I am not suggesting modifying existing code.

But I think that maybe it might be worth considering using Py_Is as opposed to == in the same spirit as Py_TYPE as opposed to its explicit variant going forward.

Are there any other similar cases?

Nineteendo · December 15, 2024, 3:38pm

We’re talking about C here, where == means the variable has the same address.

ZeroIntensity · December 15, 2024, 3:39pm

I don’t think we could ever do that for compatibility reasons, but Py_Is seems more clear to me.

storchaka · December 15, 2024, 5:40pm

I consider Py_Is deadborn, like iso646.h macros or trigraphs. A change which makes Py_Is and == not equivalent will break not only CPython code, but every one Python extension. It will also likely require changing the assignment operation and comparison with NULL, so PyObject *x = foo() and if (x) will be needed to be rewritten with some new macros. This is such larger breaking change, that equivalent to rewriting all extensions from C to other programming language. It will kill Python ecosystem.

dg-pb · December 15, 2024, 7:19pm

Thanks, I update my estimate of probability of occurrence of such event in the next 20 years from 1% to 0.01%…

Then, this is the main reason.

It would provide a clearer separation between:

if (Py_Is(py_obj1, py_obj2)) {}
// and
if (c_obj1 == c_obj2) {}
if (py_obj_maybe_null == NULL) {}

Can Py_Is be deemed as slightly better practice as opposed to == when checking identity of Python objects?

guido · December 15, 2024, 7:31pm

I don’t see why. It is clumsy to type, and has no benefits over ==. I wholly agree with Serhiy.

ZeroIntensity · December 15, 2024, 9:02pm

The main case where I see it as better is when you’re rewriting Python code in C. It’s more clear in that case that you actually want is and not equality, but otherwise I use ==.

erlendaasland · December 17, 2024, 8:30am

FTR, here’s the original issue and PR:

Issue: gh-87919
PR: gh-25227

The API(s)^[1] are targeted towards extension module developers.

Carl Friedrich Bolz-Tereick left the following comment on the original issue:

Just chiming in to say that for PyPy this API would be extremely useful, because PyPy’s “is” is not implementable with a pointer comparison on the C level (due to unboxing we need to compare integers, floats, etc by value). Right now, C extension code that compares pointers is subtly broken and cannot be fixed by us.

I’m aligned with Peter’s remark that extension module developers often look to the CPython repo for inspiration. I think it would be worth it recommending these (and similar CPython implementation detail agnostic APIs) for the C code in Modules/^[2].
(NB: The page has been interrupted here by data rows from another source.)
//! # Card Gen
//!
//! A batch generator for JSON "cards". A shared JSON template is rendered once
//! per config file, each record gets its picture embedded as a data URI, and
//! the framing and caption a user settles on for a picture are kept stable
//! across runs by a sidecar file next to it.
//!
//! # Pipeline
//!
//! Records are processed one at a time, in config file name order:
//!
//! ```text
//! defaults.yml ─┐
//!               ├─ deep merge ─→ variables ─→ render template ─→ record
//! configs/NNN ──┘                   │                              │
//!                                   └─ id ─→ pictures/<id>.*  ─→ images[*].src
//!                                                  │                │
//!                                         <picture>.crop.json ←→ crop + caption
//!                                                                   │
//!                                                          out/<id>.json
//! ```
//!
//! # Module Map
//!
//! | Module | Role |
//! |--------|------|
//! | [`batch`] | Drives a run: per-record pipeline, duplicate detection, output files |
//! | [`config`] | Data file loading (JSON/YAML/TOML), defaults, `card-gen.toml` settings |
//! | [`template`] | `{{ key }}` substitution and parsing of rendered records |
//! | [`naming`] | Record identifier normalization |
//! | [`picture`] | Picture lookup by identifier, default picture, data URIs |
//! | [`sidecar`] | Crop/caption sidecar files and their reconciliation with records |
//! | [`tree`] | JSON tree helpers: deep merge, dotted lookup, image reference walk |
//! | [`output`] | CLI output formatting for generate and check runs |
//!
//! # Design Decisions
//!
//! ## Sidecar Values Win
//!
//! Template and config values only seed a sidecar. Once a sidecar holds a crop
//! key or a caption, that stored value is applied to every image of every
//! record using the picture, and later config edits never overwrite it. The
//! sidecar is only ever extended with keys it lacks. A user who wants new
//! values edits or deletes the sidecar.
//!
//! ## Shared Default Picture
//!
//! Records without their own picture fall back to the picture named after the
//! defaults file. All of them share its single sidecar, so the first record
//! processed decides the framing for the group.
//!
//! ## Fail Fast
//!
//! Configuration, template, identifier and picture problems abort the batch at
//! the first offending record. Sidecar problems never do: an unreadable
//! sidecar is treated as absent and a failed write is logged.

pub mod batch;
pub mod config;
pub mod naming;
pub mod output;
pub mod picture;
pub mod sidecar;
pub mod template;
pub mod tree;

#[cfg(test)]
pub(crate) mod test_helpers;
Py_Is, Py_IsNone, Py_IsTrue, and Py_IsFalse ↩︎
… only the extension modules in Modules/, and nowhere else ↩︎

vstinner · December 17, 2024, 9:09am

It should be used in new code, but I don’t think that it’s worth it to proactively replace every “x == y” in existing code.
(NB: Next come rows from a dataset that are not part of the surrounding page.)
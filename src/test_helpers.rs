//! Shared test utilities for the card-gen test suite.
//!
//! [`Project`] builds a throwaway project layout in a temp directory:
//!
//! ```text
//! <tmp>/
//!   template.json
//!   defaults.yml        (optional)
//!   configs/
//!   pictures/
//!   out/                (created by the batch)
//! ```
//!
//! # Usage
//!
//! ```rust
//! use crate::test_helpers::*;
//!
//! let project = Project::with_card_template();
//! project.config("001.yml", "id: 1\nname: Bulbasaur\n");
//! project.picture("1.jpg");
//!
//! let report = run(&project.options()).unwrap();
//! assert_eq!(record_ids(&report), vec!["1"]);
//! assert_eq!(project.read_output("1")["name"], "Bulbasaur");
//! ```

use std::fs;
use std::path::{Path, PathBuf};
use tempfile::TempDir;

use crate::batch::{BatchOptions, BatchReport, RunMode};
use crate::config::GeneratorConfig;
use serde_json::Value;

/// Template used by most batch tests. Every bare placeholder is covered by
/// the baseline defaults written by [`Project::with_card_template`].
pub const CARD_TEMPLATE: &str = r#"{
  "id": "{{id}}",
  "name": "{{name}}",
  "dexStats": "{{dexStats}}",
  "stats": {{stats}},
  "images": [{"src": "", "alt": "{{name}}"}]
}"#;

const BASELINE_DEFAULTS: &str = "dexStats: ''\nstats:\n  hp: 1\n  attack: 1\n";

// =========================================================================
// Fixture setup
// =========================================================================

/// A temp project directory. Dropped with the test.
pub struct Project {
    tmp: TempDir,
}

impl Project {
    /// Empty project with the given template text.
    pub fn new(template: &str) -> Self {
        let tmp = TempDir::new().unwrap();
        fs::create_dir_all(tmp.path().join("configs")).unwrap();
        fs::create_dir_all(tmp.path().join("pictures")).unwrap();
        fs::write(tmp.path().join("template.json"), template).unwrap();
        Self { tmp }
    }

    /// Project with [`CARD_TEMPLATE`] and baseline defaults.
    pub fn with_card_template() -> Self {
        let project = Self::new(CARD_TEMPLATE);
        project.defaults(BASELINE_DEFAULTS);
        project
    }

    /// Absolute path of a project-relative file.
    pub fn path(&self, rel: &str) -> PathBuf {
        self.tmp.path().join(rel)
    }

    /// Write a project-relative file, creating parent directories.
    pub fn write(&self, rel: &str, contents: &str) {
        write_file(&self.path(rel), contents.as_bytes());
    }

    /// Write (or replace) `defaults.yml`.
    pub fn defaults(&self, contents: &str) {
        self.write("defaults.yml", contents);
    }

    /// Write a record config into `configs/`.
    pub fn config(&self, name: &str, contents: &str) {
        self.write(&format!("configs/{name}"), contents);
    }

    /// Write a small picture into `pictures/`.
    pub fn picture(&self, name: &str) {
        write_file(&self.path(&format!("pictures/{name}")), &picture_bytes(name));
    }

    /// Write the default picture next to `defaults.yml`.
    pub fn default_picture(&self, name: &str) {
        write_file(&self.path(name), &picture_bytes(name));
    }

    /// Options for a generate run writing into `out/`.
    pub fn options(&self) -> BatchOptions {
        let defaults = self.path("defaults.yml");
        BatchOptions {
            template: self.path("template.json"),
            defaults: defaults.is_file().then_some(defaults),
            configs_dir: self.path("configs"),
            out_dir: Some(self.path("out")),
            out_file: None,
            settings: GeneratorConfig {
                pictures_dir: Some(self.path("pictures")),
                ..GeneratorConfig::default()
            },
            mode: RunMode::Generate,
        }
    }

    pub fn read_text(&self, rel: &str) -> String {
        let path = self.path(rel);
        fs::read_to_string(&path).unwrap_or_else(|e| panic!("cannot read {}: {e}", path.display()))
    }

    /// Raw text of `out/<id>.json`.
    pub fn read_output_text(&self, id: &str) -> String {
        self.read_text(&format!("out/{id}.json"))
    }

    /// Parsed `out/<id>.json`.
    pub fn read_output(&self, id: &str) -> Value {
        read_json(&self.path(&format!("out/{id}.json")))
    }
}

fn write_file(path: &Path, bytes: &[u8]) {
    if let Some(parent) = path.parent() {
        fs::create_dir_all(parent).unwrap();
    }
    fs::write(path, bytes).unwrap();
}

/// Magic bytes matching the file extension, padded with a marker so that
/// different pictures produce different data URIs.
fn picture_bytes(name: &str) -> Vec<u8> {
    let ext = name.rsplit('.').next().unwrap_or_default().to_ascii_lowercase();
    let mut bytes: Vec<u8> = match ext.as_str() {
        "png" => b"\x89PNG\r\n\x1a\n".to_vec(),
        "webp" => b"RIFF\x00\x00\x00\x00WEBPVP8 ".to_vec(),
        _ => b"\xff\xd8\xff\xe0".to_vec(),
    };
    bytes.extend_from_slice(name.as_bytes());
    bytes
}

// =========================================================================
// Lookups (panic with a clear message on miss)
// =========================================================================

/// Parse a JSON file. Panics if unreadable or malformed.
pub fn read_json(path: &Path) -> Value {
    let text =
        fs::read_to_string(path).unwrap_or_else(|e| panic!("cannot read {}: {e}", path.display()));
    serde_json::from_str(&text).unwrap_or_else(|e| panic!("bad JSON in {}: {e}", path.display()))
}

/// Record identifiers in batch order.
pub fn record_ids(report: &BatchReport) -> Vec<&str> {
    report.records.iter().map(|r| r.id.as_str()).collect()
}

/// Find a record report by identifier. Panics if not found.
pub fn find_record<'a>(report: &'a BatchReport, id: &str) -> &'a crate::batch::RecordReport {
    report
        .records
        .iter()
        .find(|r| r.id == id)
        .unwrap_or_else(|| {
            let ids = record_ids(report);
            panic!("record '{id}' not found. Available: {ids:?}")
        })
}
Why limiting to Modules/? That sounds like an arbitrary and complicated rule

erlendaasland · December 17, 2024, 9:20am

This is true for any semantic change to any public C API, so I consider this comment off-topic and borderline FUD. Perhaps you are misunderstanding the intentions of the API. Please see @cfbolz’s comment on the original issue for why this API has a purpose.

storchaka · December 17, 2024, 10:27am

No other change to public C API has such enormous effect. For now, using Py_Is is nothing but code obfuscation. I discourage using it and will not approve any PR that uses it.
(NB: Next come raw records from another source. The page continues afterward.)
use anyhow::{bail, Context, Result};
use serde_json::Value;
use std::fs::File;
use std::io::{BufReader, Read};
use std::path::Path;
use tracing::{debug, debug_span};

use crate::defaults::REPORT_SUFFIX;
use crate::issue::{Issue, Metrics, Skip};

/// Top-level report fields that are copied into the run metrics
const METRIC_KEYS: &[&str] = &["total_count", "vuln_count"];

// -------------------------------------------------------------------------------------------------
// Extracted
// -------------------------------------------------------------------------------------------------
/// Everything pulled out of a native scanner report
#[derive(Debug, Default, Clone, PartialEq)]
pub struct Extracted {
    pub issues: Vec<Issue>,
    pub metrics: Metrics,
    pub skips: Vec<Skip>,
}

/// Extract issues and metrics from a native report file.
///
/// The file is always opened, so a missing or unreadable report is an error regardless of its
/// name. Only `.json` reports are parsed; any other suffix produces an empty `Extracted`.
///
/// Issues are taken from the NodeJsScan-style `sec_issues` object, whose values are either a list
/// of issue records or a single record. The `total_count` and `vuln_count` fields are recorded as
/// metrics. Skips are never produced from a report file.
pub fn extract_from_file(tool_name: &str, report_file: &Path) -> Result<Extracted> {
    let _span = debug_span!("extract", tool = tool_name, report = %report_file.display()).entered();

    let file = File::open(report_file)
        .with_context(|| format!("Failed to open report file {}", report_file.display()))?;

    if report_file.extension().and_then(|e| e.to_str()) != Some(REPORT_SUFFIX) {
        debug!("Unrecognized report suffix; nothing extracted");
        return Ok(Extracted::default());
    }

    let extracted = extract_from_reader(BufReader::new(file))
        .with_context(|| format!("Failed to read report file {}", report_file.display()))?;
    debug!(
        "Extracted {} issues and {} metrics",
        extracted.issues.len(),
        extracted.metrics.len()
    );
    Ok(extracted)
}

/// Extract issues and metrics from JSON report content.
pub fn extract_from_reader<R: Read>(reader: R) -> Result<Extracted> {
    let report: Value = serde_json::from_reader(reader).context("Failed to parse report as JSON")?;
    extract_from_value(&report)
}

/// Extract issues and metrics from an already-parsed JSON report.
pub fn extract_from_value(report: &Value) -> Result<Extracted> {
    let mut extracted = Extracted::default();

    let report = match report.as_object() {
        Some(report) => report,
        None => return Ok(extracted),
    };

    if let Some(sec_issues) = report.get("sec_issues") {
        let sec_issues = match sec_issues.as_object() {
            Some(s) => s,
            None => bail!("Expected `sec_issues` to be an object"),
        };
        for (category, value) in sec_issues {
            match value {
                Value::Array(records) => {
                    for record in records {
                        let issue = Issue::from_value(record).with_context(|| {
                            format!("Failed to read issue in category {category:?}")
                        })?;
                        extracted.issues.push(issue);
                    }
                }
                record => {
                    let issue = Issue::from_value(record).with_context(|| {
                        format!("Failed to read issue in category {category:?}")
                    })?;
                    extracted.issues.push(issue);
                }
            }
        }
    }

    for key in METRIC_KEYS {
        if let Some(v) = report.get(*key) {
            extracted.metrics.insert(key.to_string(), v.clone());
        }
    }

    Ok(extracted)
}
If PyPI has issues with using == for identity checks, they have a large issue with the C API.

steve.dower · December 17, 2024, 11:47am

(Corrected PyPy myself)

They do have a large issue - it’s called movable objects. A big part of the reason we can’t even begin to experiment with movable objects, or indirection via handles, is because we use the PyObject pointer as the identity.^[1]

I’m not a fan of overly strict guidelines anywhere, but I can certainly see the value in at least allowing people to use Py_Is where it makes sense in their code. Forbidding it is more limiting to ourselves than anyone else.

We can try these under C++, because we can override == there, but not in C. ↩︎

guido · December 17, 2024, 9:20pm

I think this is a thorny problem (how friendly do we want to be for PyPy) but it’s too early for threats like “I won’t approve”. Let’s keep the discussion open.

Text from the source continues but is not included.